_Problem details_
For each line of the listing that holds "Tolerance", show the full line.

_Recorded data_
--

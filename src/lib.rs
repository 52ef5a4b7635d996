#![warn(clippy::all, clippy::pedantic)]
#![allow(clippy::module_name_repetitions)]

//! Diffusion MRI streamline manipulation.
//!
//! A streamline is an ordered sequence of 3D points tracing a reconstructed
//! fiber pathway. The [`geom`] module holds the point-sequence kernel
//! (length, resampling, compression, smoothing, reorientation, distance,
//! content hashing, affine transforms). [`streamline`] wraps it in the
//! [`Streamline`] and [`Streamlines`] types, and [`io`] persists collections
//! to TrackVis `.trk` files.
//!
//! ```ignore
//! use streamlines::{Streamlines, io::{self, Space}};
//!
//! let mut bundle = io::load("bundle.trk", Space::Physical)?;
//! bundle.filter(Some(20.0)).smooth(Default::default());
//! io::save(&bundle, "bundle_smooth.trk")?;
//! ```

pub mod cli;
pub mod geom;
pub mod io;
pub mod streamline;

pub use streamline::{Streamline, StreamlineData, StreamlineError, Streamlines};

/// Installs a stderr log subscriber for command line use.
///
/// Library code only talks to the `log` facade; the `tracing-subscriber`
/// fmt layer picks those records up through its `tracing-log` bridge.
/// Calling this twice is harmless, the second call is ignored.
pub fn init_logger(verbose: bool) {
    use tracing_subscriber::filter::LevelFilter;

    let level = if verbose {
        LevelFilter::DEBUG
    } else {
        LevelFilter::INFO
    };

    let _ = tracing_subscriber::fmt()
        .with_max_level(level)
        .with_writer(std::io::stderr)
        .with_target(false)
        .try_init();
}
use crate::geom::{GeomError, Point3, Tolerance, Transform, Vec3, transform};

fn anisotropic_affine() -> Transform {
    Transform::from_matrix([
        [-1.25, 0.0, 0.0, 90.0],
        [0.0, 1.25, 0.0, -126.0],
        [0.0, 0.0, 1.25, -72.0],
        [0.0, 0.0, 0.0, 1.0],
    ])
}

#[test]
fn identity_keeps_points() {
    let points = vec![Point3::new(1.0, 2.0, 3.0), Point3::new(-4.0, 5.5, 0.25)];
    assert_eq!(transform(&points, &Transform::identity()), points);
}

#[test]
fn affine_maps_voxel_to_millimeters() {
    let points = [Point3::new(0.0, 0.0, 0.0), Point3::new(2.0, 4.0, 8.0)];
    let mapped = transform(&points, &anisotropic_affine());
    assert_eq!(mapped[0], Point3::new(90.0, -126.0, -72.0));
    assert_eq!(mapped[1], Point3::new(87.5, -121.0, -62.0));
}

#[test]
fn inverse_round_trip() {
    let affine = anisotropic_affine();
    let inverse = affine.try_inverse().expect("invertible");
    let points: Vec<Point3> = (0..10)
        .map(|i| {
            let t = f64::from(i);
            Point3::new(t, 2.0 * t - 3.0, 0.5 * t)
        })
        .collect();

    let round_trip = transform(&transform(&points, &affine), &inverse);
    for (a, b) in round_trip.iter().zip(&points) {
        assert!(Tolerance::DEFAULT.approx_eq_point3(*a, *b), "{a:?} vs {b:?}");
    }
}

#[test]
fn composed_transforms_apply_right_first() {
    let scale = Transform::scale(2.0, 2.0, 2.0);
    let shift = Transform::translate(Vec3::new(1.0, 0.0, 0.0));
    let p = Point3::new(1.0, 1.0, 1.0);
    assert_eq!(shift.compose(scale).apply_point(p), Point3::new(3.0, 2.0, 2.0));
    assert_eq!(scale.compose(shift).apply_point(p), Point3::new(4.0, 2.0, 2.0));
}

#[test]
fn singular_affine_has_no_inverse() {
    let flat = Transform::scale(1.0, 0.0, 1.0);
    assert!(flat.inverse().is_none());
    assert_eq!(flat.try_inverse(), Err(GeomError::SingularMatrix));
}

--

_Exercise answer_
use crate::geom::{GeomError, Point3, Tolerance, Transform, Vec3, transform};
        assert!(Tolerance::DEFAULT.approx_eq_point3(*a, *b), "{a:?} vs {b:?}");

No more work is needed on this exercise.